Ex direttrice della galleria Luhring Augustine, Michele Maccarone si è fatta inizialmente un nome agli inizi degli anni Duemila quando aprì uno spazio progettuale punk in Canal Street nel Lower East Side di New York. I visitatori della mostra inaugurale di Christoph Büchel nel 2001 dovettero firmare uno scarico di responsabilità prima di gattonare attraverso un buco ricavato nel muro per accedere a diverse piccole sale, alcune delle quali erano alte solo un metro e venti.

Tra le altre mostre, «The New York Dirty Room» (2005) di Mike Bouchet, nella quale l’artista aveva disseminato il pavimento con circa 35 tonnellate di terriccio e concime. «Nessuno vorrebbe una cosa simile nel suo museo, figuriamoci a casa sua, e questo fa bene all’arte», scrisse il critico del «New York Times» Holland Cotter. La galleria rappresenta oggi oltre venti artisti tra i quali Carol Bove, Nate Lowman, David Lamelas e Ann Craven e le proprietà di Sarah Charlesworth. Tuttavia, la gallerista guarda ai suoi primi rischiosi anni come a una fase ormai conclusa: «Sarebbe davvero irresponsabile, dice,  insistere nel realizzare mostre invendibili e complicate dato che oggi sono responsabile di un gran numero di dipendenti e di artisti. Questa è una famiglia di cui devo prendermi cura».

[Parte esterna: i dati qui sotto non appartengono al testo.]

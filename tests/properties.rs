//! Property tests for the encoder, dedup and the library index

use kryon_encoder::dedup::DedupKey;
use kryon_encoder::fractal::MAX_STEPS;
use kryon_encoder::index::Axis;
use kryon_encoder::{
    analyze_word, dedup, normalize, unfold, EncoderConfig, Encoding, Entry, LibraryIndex,
};
use proptest::prelude::*;
use std::collections::HashSet;

const WORDS: &[&str] = &[
    "мир", "МИР", "рим", "свет", "дом", "гармония", "путь", "Ёж", "42", "",
];
const SPHERES: &[&str] = &["", "природа", " природа ", "дом", "nan"];
const TONES: &[&str] = &["", "neutral", "warm"];
const NOTES: &[&str] = &["", "a", "b", "a | b", "nan"];

fn arb_entry() -> impl Strategy<Value = Entry> {
    (
        prop::sample::select(WORDS),
        prop::sample::select(SPHERES),
        prop::sample::select(TONES),
        prop::sample::select(NOTES),
        any::<bool>(),
    )
        .prop_map(|(word, sphere, tone, notes, allowed)| {
            let mut e = Entry::new(word, sphere, tone, &EncoderConfig::default());
            e.notes = notes.to_string();
            e.allowed = allowed;
            e
        })
}

proptest! {
    #[test]
    fn dedup_is_idempotent(entries in prop::collection::vec(arb_entry(), 0..24)) {
        let cfg = EncoderConfig::default();
        let once = dedup(entries, &cfg);
        let twice = dedup(once.clone(), &cfg);
        prop_assert_eq!(once, twice);
    }

    #[test]
    fn dedup_keys_are_unique(entries in prop::collection::vec(arb_entry(), 0..24)) {
        let cfg = EncoderConfig::default();
        let out = dedup(entries.clone(), &cfg);
        let keys: HashSet<DedupKey> = out.iter().filter_map(DedupKey::of).collect();
        prop_assert_eq!(keys.len(), out.len());

        let expected: HashSet<DedupKey> = entries.iter().filter_map(DedupKey::of).collect();
        prop_assert_eq!(keys, expected);
    }

    #[test]
    fn dedup_allowed_is_or_over_group(entries in prop::collection::vec(arb_entry(), 1..24)) {
        let cfg = EncoderConfig::default();
        let out = dedup(entries.clone(), &cfg);
        for row in &out {
            let key = DedupKey::of(row);
            let any_allowed = entries
                .iter()
                .filter(|e| DedupKey::of(e) == key)
                .any(|e| e.allowed);
            prop_assert_eq!(row.allowed, any_allowed);
        }
    }

    #[test]
    fn index_lists_every_word_under_its_codes(entries in prop::collection::vec(arb_entry(), 0..24)) {
        let cfg = EncoderConfig::default();
        let canon = dedup(entries, &cfg);
        let index = LibraryIndex::rebuild(&canon);
        for e in &canon {
            let (Some(l1), Some(l2c)) = (e.l1, e.l2c) else {
                continue;
            };
            prop_assert!(index.lookup(l1, Axis::L1, "", usize::MAX).contains(&e.word));
            prop_assert!(index.lookup(l2c, Axis::L2C, "", usize::MAX).contains(&e.word));
            prop_assert!(!index.lookup(l1, Axis::L1, &e.word, usize::MAX).contains(&e.word));
        }
    }

    #[test]
    fn near_and_contrast_are_disjoint(
        entries in prop::collection::vec(arb_entry(), 0..24),
        w in 0.5f64..4.0,
        c in 0.0f64..1.0,
        z in 0.0f64..1.0,
    ) {
        let cfg = EncoderConfig::default();
        let index = LibraryIndex::rebuild(&dedup(entries, &cfg));
        let prox = index.near_contrast([w, c, z], "", 50, 50);
        let near: HashSet<&str> = prox.near.iter().map(|n| n.word.as_str()).collect();
        prop_assert_eq!(near.len(), prox.near.len());
        for n in &prox.near {
            prop_assert!(n.distance <= 0.30 + 1e-9);
        }
        for n in &prox.contrast {
            prop_assert!(!near.contains(n.word.as_str()));
            prop_assert!(n.distance >= 0.20 && n.distance <= 1.0 + 1e-9);
        }
    }

    #[test]
    fn normalize_is_idempotent(s in "\\PC{0,24}") {
        let once = normalize(&s);
        prop_assert_eq!(normalize(&once), once.clone());
    }

    #[test]
    fn metrics_stay_in_range(l1 in 1i64..=999_999, sigma in 0.05f64..2.0) {
        let cfg = EncoderConfig::default().with_values(sigma, 0.75, None).unwrap();
        let enc = Encoding::compute(l1, &cfg).unwrap();
        let m = enc.metrics;
        prop_assert!(m.w > 0.0);
        for score in [m.c, m.hm, m.z] {
            prop_assert!((0.0..=1.0).contains(&score));
        }
    }

    #[test]
    fn analysis_is_deterministic(word in "[а-яё]{1,12}") {
        let cfg = EncoderConfig::default();
        let a = analyze_word(&word, &cfg).unwrap();
        let b = analyze_word(&word.to_uppercase(), &cfg).unwrap();
        prop_assert_eq!(a.l1, b.l1);
        prop_assert_eq!(a.l2c, b.l2c);
        prop_assert_eq!(a.metrics, b.metrics);
    }

    #[test]
    fn unfolding_always_terminates(l1 in 1i64..=999_999) {
        let f = unfold(l1, &EncoderConfig::default());
        prop_assert_eq!(f.w_values.len(), MAX_STEPS);
        prop_assert_eq!(f.inhale + f.exhale, MAX_STEPS - 1);
    }
}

Nel 2007 la Maccarone si trasferì da Canal Street in uno spazio più costoso e meno fatiscente nel West Village. Le spese aumentarono, come le pressioni del mercato. Rinunciò a uno spazio a Los Angeles avviato due anni prima con il mercante Christian Haye: «Quello che Christian e io facevamo era davvero divertente, ma divenne un po’ difficile. Quando iniziai la partnership ero ancora a Canal Street con spese molto contenute ma in seguito mi ingrandii. La galleria non si sosteneva da sola e mi stava strangolando».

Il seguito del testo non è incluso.